Interview d'un ancien RIO, devenu écrivain:
https://foxtrotalpha.jalopnik.com/this- ... 1725012279Tactique initial contre Mig17 et Mig21: balancer un max de Sparrow avant le merge:
> Our weapon during the intercept was the AIM-7 Sparrow, which was much improved since its flawed debut in Vietnam and had become a reliable and versatile weapon. But in my experience we often wouldn’t kill-remove adversaries based on pre-merge shots because we wanted to maximize the number we faced in the within visual range engagement.
Voler bas, c'était le must:
> The Tomcat was strongest below 20,000 feet, and lower was better. But of course the soft deck and hard deck safety restrictions usually kept us from going too low. A Tomcat fighting in the thick air below 5,000 feet altitude maneuvered the way you always wanted it to!
Le travail du RIO en dog, surtout derrière 3h-9h
> Depending on the scenario, the RIO’s priority would be defensive visual scan (behind the 3-9 line), facilitated by the 360-degree view from the cockpit. Any good RIO could see between the tails, though it was hard at 6.5G! The RIO coordinated with the pilot to keep track of bandits and wingmen through effective communications and handoffs.
> The RIO’s eyes were seemingly everywhere at once, watching the bandit being chased, watching airspeed, watching altitude, watching fuel state, keeping sight of wingmen, clearing their six o’clock, as well as our own. “Watch right four o’clock low.” “Got him. Sluggo is engaged at left eight.” “Visual.” The RIO always had to be ready to activate VSL – vertical scan lock-on, one of the most useful of the radar’s dogfight modes – when an adversary was coming into the scan volume off the nose of the jet. Employing cockpit resource management principles, the RIO would act as copilot, keeping tabs on fuel, navigation, range time – whatever it took to win the engagement and complete the mission safely.
Dans un premier temps, le Phoenix est réservé aux éventuel Raid Soviet contre les CVN, il est trop lourd pour affronter des chasseurs
> Anyway, the penalties for this capability included weight and drag. We would carry the Phoenix on the belly (also known as the tunnel), and that required adapter rails that weighed 400 lbs each and added drag. Each missile itself weighed 1,000 lbs. But the reason we didn’t use them against fighters was policy: carriers planned to save AIM-54s for use against a raid by a Soviet bomber regiment. On my first tour we were never in a real-world counter-air situation so I don’t know for sure, but that’s how we trained: against enemy fighters it was AIM-7s, AIM-9s, and the gun
Mise en place de nouvelles tactiques BVR:
> Basic information on BVR tactics is familiar to enthusiasts.
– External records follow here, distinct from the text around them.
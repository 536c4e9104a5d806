//! Locally signed legacy transactions built with Alloy.
//!
//! The nonce comes from a local counter seeded from the chain on first use
//! and after any failed broadcast, so back-to-back submissions do not wait
//! for the previous transaction to be mined.

use crate::contract::encode_submit_bundle;
use crate::{DeliveryContext, DeliveryError, DeliveryFactory, DeliveryInterface, DeliveryRegistry};
use alloy_eips::eip2718::Encodable2718;
use alloy_network::{EthereumWallet, TransactionBuilder};
use alloy_rpc_types::TransactionRequest;
use alloy_signer_local::PrivateKeySigner;
use async_trait::async_trait;
use relay_types::{
	short_hash, Address, Bytes, ConfigSchema, Field, FieldType, ImplementationRegistry, Schema,
	SecretString, StatefulBundle, SubmittedTx, ValidationError,
};
use tokio::sync::Mutex;

const DEFAULT_GAS_LIMIT: u64 = 2_000_000;

/// Alloy based delivery over a consolidated destination connection.
pub struct AlloyDelivery {
	context: DeliveryContext,
	wallet: EthereumWallet,
	sender: Address,
	gas_limit: u64,
	/// Next nonce to use; `None` forces a reseed from the chain.
	nonce: Mutex<Option<u64>>,
}

impl AlloyDelivery {
	pub fn new(context: DeliveryContext, signer: PrivateKeySigner, gas_limit: u64) -> Self {
		let sender = signer.address();
		Self {
			context,
			wallet: EthereumWallet::from(signer),
			sender,
			gas_limit,
			nonce: Mutex::new(None),
		}
	}
}

/// Configuration schema for Alloy delivery.
pub struct AlloyDeliverySchema;

impl ConfigSchema for AlloyDeliverySchema {
	fn validate(&self, config: &toml::Value) -> Result<(), ValidationError> {
		let schema = Schema::new(
			vec![Field::new("private_key", FieldType::Hex { bytes: 32 })],
			vec![Field::new(
				"gas_limit",
				FieldType::Integer {
					min: Some(21_000),
					max: None,
				},
			)],
		);
		schema.validate(config)
	}
}

#[async_trait]
impl DeliveryInterface for AlloyDelivery {
	fn config_schema(&self) -> Box<dyn ConfigSchema> {
		Box::new(AlloyDeliverySchema)
	}

	fn sender(&self) -> Address {
		self.sender
	}

	async fn submit_bundle(&self, bundle: &StatefulBundle, tip: u64) -> Result<SubmittedTx, DeliveryError> {
		let connection = &self.context.connection;
		let mut next_nonce = self.nonce.lock().await;
		let nonce = match *next_nonce {
			Some(nonce) => nonce,
			None => connection.get_nonce(self.sender).await?,
		};
		let gas_price = connection.get_gas_price().await?;

		let request = TransactionRequest::default()
			.with_from(self.sender)
			.with_to(self.context.bridge_contract)
			.with_input(encode_submit_bundle(bundle))
			.with_nonce(nonce)
			.with_chain_id(self.context.chain_id)
			.with_gas_limit(self.gas_limit)
			.with_gas_price(gas_price);

		let envelope = request
			.build(&self.wallet)
			.await
			.map_err(|e| DeliveryError::TransactionFailed(format!("Failed to sign transaction: {}", e)))?;
		let expected_hash = *envelope.tx_hash();
		let raw = Bytes::from(envelope.encoded_2718());

		let tx_hash = match connection.send_raw_transaction(raw).await {
			Ok(hash) => hash,
			Err(e) => {
				*next_nonce = None;
				return Err(e.into());
			},
		};
		if tx_hash != expected_hash {
			// Whatever the node did with our nonce, the chain knows better.
			*next_nonce = None;
			return Err(DeliveryError::HashMismatch {
				expected: expected_hash,
				reported: tx_hash,
			});
		}
		*next_nonce = Some(nonce + 1);
		tracing::info!(
			bundle_id = bundle.id(),
			bundle_hash = %short_hash(bundle.bundle_hash()),
			tx_hash = %tx_hash,
			nonce,
			"Submitted bundle"
		);

		Ok(SubmittedTx {
			block_number: tip,
			tx_hash,
			from: self.sender,
			nonce,
		})
	}
}

/// Factory function to create an Alloy delivery from configuration.
///
/// Configuration parameters:
/// - `private_key`: relayer key, 32-byte hex
/// - `gas_limit`: gas limit per submission (optional, defaults to 2,000,000)
pub fn create_delivery(
	config: &toml::Value,
	context: DeliveryContext,
) -> Result<Box<dyn DeliveryInterface>, DeliveryError> {
	AlloyDeliverySchema
		.validate(config)
		.map_err(|e| DeliveryError::InvalidConfiguration(e.to_string()))?;

	let key = config
		.get("private_key")
		.and_then(|v| v.as_str())
		.map(SecretString::from)
		.ok_or_else(|| DeliveryError::InvalidConfiguration("private_key is required".into()))?;
	let signer = key
		.with_exposed(|k| k.parse::<PrivateKeySigner>())
		.map_err(|e| DeliveryError::InvalidConfiguration(format!("Invalid private key: {}", e)))?;

	let gas_limit = config
		.get("gas_limit")
		.and_then(|v| v.as_integer())
		.map(|v| v as u64)
		.unwrap_or(DEFAULT_GAS_LIMIT);

	Ok(Box::new(AlloyDelivery::new(context, signer, gas_limit)))
}

/// Registry for the Alloy delivery implementation.
pub struct Registry;

impl ImplementationRegistry for Registry {
	const NAME: &'static str = "evm_alloy";
	type Factory = DeliveryFactory;

	fn factory() -> Self::Factory {
		create_delivery
	}
}

impl DeliveryRegistry for Registry {}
Think back to when it was new, however, when we had to admit we had a vulnerability that was something we could mitigate if we learned the details of AIM-7 performance compared to the Soviet AA-7 (and later the AA-10). We learned how to optimize our launch range and reduce the enemy’s by working against his radar and his missile.
Refus du combat:
> Sometimes we launched AIM-7s and maneuvered to avoid the merge.
Les Phoenix seront utilisé contre les chasseurs avec le 54C à partir de 1987
> When we started to get serious about the threat, especially when the AA-10 Alamo arrived, we realized we had to employ AIM-54s against enemy fighters. So of course we began to train with them. I think the capability was in TACTS all along, we just never used it. Fortunately the Navy introduced the AIM-54C in 1987, when we really needed it. The Charlie corrected many shortcomings of the Alpha, in both outer air battle and closer-in tactical environments. With its long motor burn time, large warhead, and radar improvements, the AIM-54C was a tenacious missile. Again, it is too bad it doesn’t have a combat record.
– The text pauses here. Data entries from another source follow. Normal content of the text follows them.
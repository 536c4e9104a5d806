//! Submits signed bundles to the destination bridge.

use super::{Stage, Step};
use crate::retry::RetryExecutor;
use crate::CriticalError;
use async_trait::async_trait;
use relay_delivery::DeliveryService;
use relay_storage::StorageService;
use relay_types::{BundleState, StatefulBundle, SubmittedTx};
use std::sync::Arc;
use tokio::sync::watch;
use tracing::instrument;

const WORKER: &str = "broadcast";

pub struct BroadcastStage {
	delivery: Arc<DeliveryService>,
	storage: Arc<StorageService>,
	tip: watch::Receiver<Option<u64>>,
	retry: RetryExecutor<SubmittedTx>,
}

impl BroadcastStage {
	pub fn new(
		delivery: Arc<DeliveryService>,
		storage: Arc<StorageService>,
		tip: watch::Receiver<Option<u64>>,
		retry: RetryExecutor<SubmittedTx>,
	) -> Self {
		Self {
			delivery,
			storage,
			tip,
			retry,
		}
	}
}

#[async_trait]
impl Stage for BroadcastStage {
	fn name(&self) -> &'static str {
		WORKER
	}

	#[instrument(skip_all, fields(bundle_id = bundle.id()))]
	async fn process(&mut self, bundle: &mut StatefulBundle) -> Result<Step, CriticalError> {
		if bundle.state() != BundleState::Signed {
			return Err(CriticalError::bundle(WORKER, bundle, "Bundle is not in signed state"));
		}
		// The submission height anchors the inclusion depth check.
		let tip = *self.tip.borrow();
		let Some(tip) = tip else {
			return Ok(Step::Wait);
		};

		let target: &StatefulBundle = bundle;
		let delivery = &self.delivery;
		let submitted = self
			.retry
			.execute(|| delivery.submit_bundle(target, tip))
			.await
			.ok_or_else(|| CriticalError::bundle(WORKER, bundle, "Failed to submit bundle"))?;

		let tx_hash = submitted.tx_hash;
		bundle
			.set_submitted(submitted)
			.map_err(|e| CriticalError::bundle(WORKER, bundle, e.to_string()))?;
		self.storage
			.store_bundle(bundle)
			.await
			.map_err(|e| CriticalError::bundle(WORKER, bundle, format!("Failed to persist: {}", e)))?;

		tracing::debug!(tx_hash = %tx_hash, tip, "Recorded submission");
		Ok(Step::Advance)
	}
}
> One of the coolest visuals I remember was from TACTS debriefs at Fallon, when a division of Tomcats launched AIM-54Cs against simulated Fulcrums at 30-plus miles. A few seconds after launch the debriefer rotated the view from overhead to horizontal, and there were four Phoenixes performing their trajectory-shaping climbs. AIM-54s were not 100% kills, but they sure started to reduce the threat as scenarios developed.
En 1997, l'emport de Phoenix est mentionné pour l’exclusion du survol du sud de l'Irak, (la question qui reste: combien de Phoenix emporté par F-14)
> but as soon as we arrived the violations stopped. It would be speculation on my part about whether they recognized the presence of the Tomcat’s AWG9 and didn’t want to deal with Phoenix.
Info intéressante sur l'évolution du poids maximum de F14 à l'appontage, qui passe de 51800 à 54000
> The Navy increased the F-14’s max trap weight from 51,800 pounds to 54,000, which may not seem like much but it added a bit more safety factor to our recovery fuel, or meant we could bring back the ordnance we carried.